Aides projected the fee would discourage 94,000 motorists a day from entering Manhattan. About 815,000 do so today.
Deputy Mayor Dan Doctoroff said that since most people don’t commute by car into Manhattan, 95 percent of city drivers wouldn’t be affected.
“There will be some people who pay more,” he said. “There’s no question about it. But the reality is they represent a tiny fraction of the people who commute.”
Legislators from the outer boroughs were opposed in such numbers that one top real-estate official predicted, “It’s never going to happen.”
But Bloomberg won support from environmentalists, good-government groups, business leaders and even a prominent figure in Queens, epicenter of the opposition. Former Queens Borough President Claire Shulman told The Post, “I think it was a great speech, and the mayor is very courageous.”
Asked if she would back congestion pricing, she responded: “Yes, on balance, I do.”
Other officials said they expect a drawn-out battle in which opponents eventually fall by the wayside as traffic gets worse and worse.
“Like gay marriage, someday it will happen,” predicted civic activist Henry Stern, the former city parks commissioner. Bloomberg’s other proposals were equally ambitious, if less contentious.
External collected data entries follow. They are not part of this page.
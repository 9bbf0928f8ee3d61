mod config;

use std::path::{Path, PathBuf};

use anyhow::{Context, Result, bail};
use clap::{Parser, Subcommand};
use rand::SeedableRng;
use rand::rngs::SmallRng;
use scout_core::time::now_unix_secs;
use scout_core::{
    BatchSummary, Granularity, LeadScout, ModelSnapshot, ScoreOutput, ScoreRequest, export_quantized, export_snapshot,
    score_batch,
};
use serde::Serialize;

#[derive(Parser)]
#[command(name = "scout", about = "Score inbound leads and draft outreach")]
struct Cli {
    /// Model config TOML (falls back to SCOUT_CONFIG)
    #[arg(long, global = true)]
    config: Option<PathBuf>,

    /// Enable verbose debug output
    #[arg(long, global = true)]
    verbose: bool,

    #[command(subcommand)]
    command: Commands,
}

#[derive(Subcommand)]
enum Commands {
    /// Write a freshly initialized model snapshot
    Init {
        /// Output snapshot path
        #[arg(long)]
        out: PathBuf,

        /// RNG seed for weight initialization
        #[arg(long, default_value_t = 42)]
        seed: u64,
    },

    /// Score one or more leads
    Score {
        /// Model snapshot JSON
        #[arg(long)]
        model: PathBuf,

        /// Lead JSON file (one object or an array)
        leads: PathBuf,

        /// Emit JSON instead of a table
        #[arg(long)]
        json: bool,
    },

    /// Score a lead and draft an outreach message
    Draft {
        #[arg(long)]
        model: PathBuf,

        lead: PathBuf,

        /// RNG seed for sampling
        #[arg(long)]
        seed: Option<u64>,
    },

    /// Quantize a snapshot's weights
    Quantize {
        #[arg(long)]
        model: PathBuf,

        #[arg(long)]
        out: PathBuf,

        /// Bit width (2..=8); defaults to the model config
        #[arg(long)]
        bits: Option<u8>,

        /// per_tensor or per_channel; defaults to the model config
        #[arg(long)]
        granularity: Option<String>,

        /// Labelled leads (`converted: bool`) to check accuracy degradation on
        #[arg(long)]
        eval: Option<PathBuf>,

        /// Decision threshold on the 0..1 score
        #[arg(long, default_value_t = 0.5)]
        threshold: f64,

        /// Tolerated accuracy drop (fraction)
        #[arg(long)]
        tolerance: Option<f64>,

        /// Write the snapshot even if the drop exceeds tolerance
        #[arg(long)]
        force: bool,
    },
}

fn init_tracing(verbose: bool) {
    use tracing_subscriber::EnvFilter;

    let filter = if verbose {
        EnvFilter::new("debug")
    } else {
        EnvFilter::from_default_env().add_directive(tracing::Level::WARN.into())
    };

    tracing_subscriber::fmt()
        .with_env_filter(filter)
        .with_writer(std::io::stderr)
        .with_ansi(false)
        .init();
}

fn main() -> Result<()> {
    let cli = Cli::parse();
    init_tracing(cli.verbose);

    match &cli.command {
        Commands::Init { out, seed } => cmd_init(&cli, out, *seed),
        Commands::Score { model, leads, json } => cmd_score(&cli, model, leads, *json),
        Commands::Draft { model, lead, seed } => cmd_draft(model, lead, *seed),
        Commands::Quantize {
            model,
            out,
            bits,
            granularity,
            eval,
            threshold,
            tolerance,
            force,
        } => cmd_quantize(
            model,
            out,
            *bits,
            granularity.as_deref(),
            eval.as_deref(),
            *threshold,
            *tolerance,
            *force,
        ),
    }
}

fn open_scout(path: &Path) -> Result<LeadScout> {
    let snapshot = config::load_snapshot(path)?;
    LeadScout::new(snapshot).context("snapshot failed validation")
}

fn write_snapshot(snapshot: &ModelSnapshot, path: &Path) -> Result<()> {
    let json = export_snapshot(snapshot).context("failed to serialize snapshot")?;
    std::fs::write(path, &json).with_context(|| format!("failed to write {}", path.display()))
}

fn cmd_init(cli: &Cli, out: &Path, seed: u64) -> Result<()> {
    let config_path = config::resolve_config_path(cli.config.as_deref());
    let model_config = config::load_model_config(config_path.as_deref())?;
    let mut rng = SmallRng::seed_from_u64(seed);
    let snapshot = ModelSnapshot::init(model_config, &mut rng).context("failed to initialize model")?;
    write_snapshot(&snapshot, out)?;

    println!(
        "initialized {} → d_model={}, layers={}, experts={}, parameters={}",
        out.display(),
        snapshot.config.d_model,
        snapshot.config.n_layers,
        snapshot.config.n_experts,
        snapshot.parameter_count()
    );
    Ok(())
}

#[derive(Serialize)]
struct ScoreLine {
    id: String,
    score: f64,
    percent: f64,
    label: String,
    top_signal: Option<String>,
    error: Option<String>,
}

impl ScoreLine {
    fn new(id: String, result: &scout_core::Result<ScoreOutput>) -> Self {
        match result {
            Ok(out) => {
                let top = out
                    .relevance
                    .iter()
                    .max_by(|a, b| a.relevance.total_cmp(&b.relevance))
                    .map(|r| r.kind.to_string());
                ScoreLine {
                    id,
                    score: out.score,
                    percent: out.percent,
                    label: out.label.to_string(),
                    top_signal: top,
                    error: None,
                }
            }
            Err(e) => ScoreLine {
                id,
                score: 0.0,
                percent: 0.0,
                label: "error".to_string(),
                top_signal: None,
                error: Some(e.to_string()),
            },
        }
    }
}

fn cmd_score(cli: &Cli, model: &Path, leads_path: &Path, json: bool) -> Result<()> {
    let scout = open_scout(model)?;
    let leads = config::load_leads(leads_path)?;
    let now = now_unix_secs();

    let mut ids = Vec::with_capacity(leads.len());
    let mut requests = Vec::with_capacity(leads.len());
    for (i, lead) in leads.iter().enumerate() {
        let id = lead.id.clone().unwrap_or_else(|| format!("lead-{}", i + 1));
        let request = lead
            .to_request(now)
            .with_context(|| format!("invalid lead {id}"))?;
        ids.push(id);
        requests.push(request);
    }

    let results = score_batch(&scout, &requests);
    let lines: Vec<ScoreLine> = ids
        .into_iter()
        .zip(&results)
        .map(|(id, r)| ScoreLine::new(id, r))
        .collect();

    if json {
        println!("{}", serde_json::to_string_pretty(&lines).context("failed to serialize scores")?);
    } else {
        for line in &lines {
            match &line.error {
                Some(e) => println!("{:<20} error: {e}", line.id),
                None => println!(
                    "{:<20} {:>6.1}%  {:<6}  top={}",
                    line.id,
                    line.percent,
                    line.label,
                    line.top_signal.as_deref().unwrap_or("-")
                ),
            }
        }
    }

    if cli.verbose {
        let summary = BatchSummary::from_results(&results);
        eprintln!(
            "--- batch: scored={}, failed={}, mean={:.3}, busiest_expert_share={:.2} ---",
            summary.scored,
            summary.failed,
            summary.mean_score,
            summary.utilization.max_share()
        );
    }
    Ok(())
}

fn cmd_draft(model: &Path, lead_path: &Path, seed: Option<u64>) -> Result<()> {
    let scout = open_scout(model)?;
    let leads = config::load_leads(lead_path)?;
    let Some(lead) = leads.first() else {
        bail!("no lead in {}", lead_path.display());
    };
    let request: ScoreRequest = lead.to_request(now_unix_secs()).context("invalid lead")?;

    let mut rng = match seed {
        Some(seed) => SmallRng::seed_from_u64(seed),
        None => SmallRng::from_os_rng(),
    };
    let (scored, draft) = scout.draft(&request, &mut rng).context("failed to draft outreach")?;

    let name = lead.name.as_deref().unwrap_or("there");
    println!("score: {:.1}% ({})", scored.percent, scored.label);
    println!();
    println!("Hi {name},");
    println!();
    println!("{}", draft.hook);
    if !draft.body.is_empty() {
        println!("{}", draft.body);
    }
    println!();
    println!("Worth a quick chat?");
    Ok(())
}

#[allow(clippy::too_many_arguments)]
fn cmd_quantize(
    model: &Path,
    out: &Path,
    bits: Option<u8>,
    granularity: Option<&str>,
    eval: Option<&Path>,
    threshold: f64,
    tolerance: Option<f64>,
    force: bool,
) -> Result<()> {
    let scout = open_scout(model)?;
    let bits = bits.unwrap_or(scout.config().quant_bits);
    let granularity = match granularity {
        Some(g) => g.parse::<Granularity>().context("invalid --granularity")?,
        None => scout.config().quant_granularity,
    };

    let quantized = scout
        .snapshot()
        .quantize_weights(bits, granularity)
        .context("failed to quantize snapshot")?;

    if let Some(eval_path) = eval {
        let labelled = config::load_labelled(eval_path)?;
        let now = now_unix_secs();
        let eval_set = labelled
            .iter()
            .map(|l| l.lead.to_request(now).map(|req| (req, l.converted)))
            .collect::<scout_core::Result<Vec<_>>>()
            .context("invalid evaluation lead")?;
        let served = quantized.dequantize().context("quantized snapshot failed validation")?;
        let quant_scout = LeadScout::new(served).context("quantized snapshot failed validation")?;
        let report = scout
            .degradation(&quant_scout, &eval_set, threshold, tolerance)
            .context("failed to evaluate degradation")?;

        println!(
            "accuracy: float={:.3}, quantized={:.3}, drop={:.3} (tolerance {:.3}), max_score_delta={:.5}",
            report.float_accuracy, report.quant_accuracy, report.drop, report.tolerance, report.max_score_delta
        );
        if !report.within_tolerance && !force {
            bail!(
                "accuracy drop {:.3} exceeds tolerance {:.3}; not writing {}",
                report.drop,
                report.tolerance,
                out.display()
            );
        }
    }

    let json = export_quantized(&quantized).context("failed to serialize quantized snapshot")?;
    std::fs::write(out, &json).with_context(|| format!("failed to write {}", out.display()))?;
    let (stored, full) = quantized.tensors.iter().fold((0usize, 0usize), |(s, f), t| {
        (s + t.codes().len() + 8 * t.scales().len(), f + 8 * t.codes().len())
    });
    let ratio = stored as f64 / full.max(1) as f64;
    println!(
        "quantized {} → {} ({bits}-bit, {granularity:?}, {} tensors, weight storage {:.0}% of f64)",
        model.display(),
        out.display(),
        quantized.tensors.len(),
        100.0 * ratio
    );
    Ok(())
}
pub mod db;
pub mod domain;
pub mod models;
pub mod processing;
pub mod repository;
pub mod schema;

/// Scores at or above this value are accepted as equivalent.
pub const ACCEPTED_THRESHOLD: f64 = 80.0;

/// Scores at or above this value (and below the accepted cut) are partial.
pub const PARTIAL_THRESHOLD: f64 = 50.0;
The mayor set a 2030 goal of reducing carbon-dioxide emissions by 30 percent from today’s levels through a series of measures which would include a $2.50 monthly surcharge on electric bills to fund the retrofitting of old power plants.
The city would do its share by allocating a figure equaling 10 percent of its annual energy bill – currently $800 million – for upgrading city buildings to improve efficiency.
“[That] will make this the largest single energy-conservation effort ever undertaken,” the mayor said.
All new construction would have to be 20 percent more energy efficient than the current energy code requires.
Leading by example, Bloomberg has begun replacing the 100-watt bulbs at his house and in City Hall with 26-watt energy savers.
“None of us can afford to waste money!” he declared. That got laughs from those in the audience who made the connection to the mayor’s fabulous wealth, last put at more than $13 billion.
To improve water quality, the city is building what it describes as the “world’s largest ultraviolet-disinfection facility” by 2012 to kill disease-causing organisms from the upstate water system.
To boost housing, Bloomberg is pushing the state to speed the cleanup of 7,600 acres of contaminated brownfields.
To create more open space, the Parks Department capital and construction budgets are being increased by $1.2 billion, a sum so large that Commissioner Adrian Benepe said he couldn’t sleep just thinking about it.
“It’s a dream come true for a parks commissioner,” he said excitedly.
During several points in his one-hour speech, the mayor stressed that no other municipality has ever attempted what he’s proposing.
He described the sum total of the initiatives as “the broadest-scale attack on the causes of global warming and environmental degradation that any city has ever undertaken.”
If there were any doubt that Bloomberg was thinking big, he erased it by departing from his prepared text to make reference to Yankee slugger Alex Rodriguez.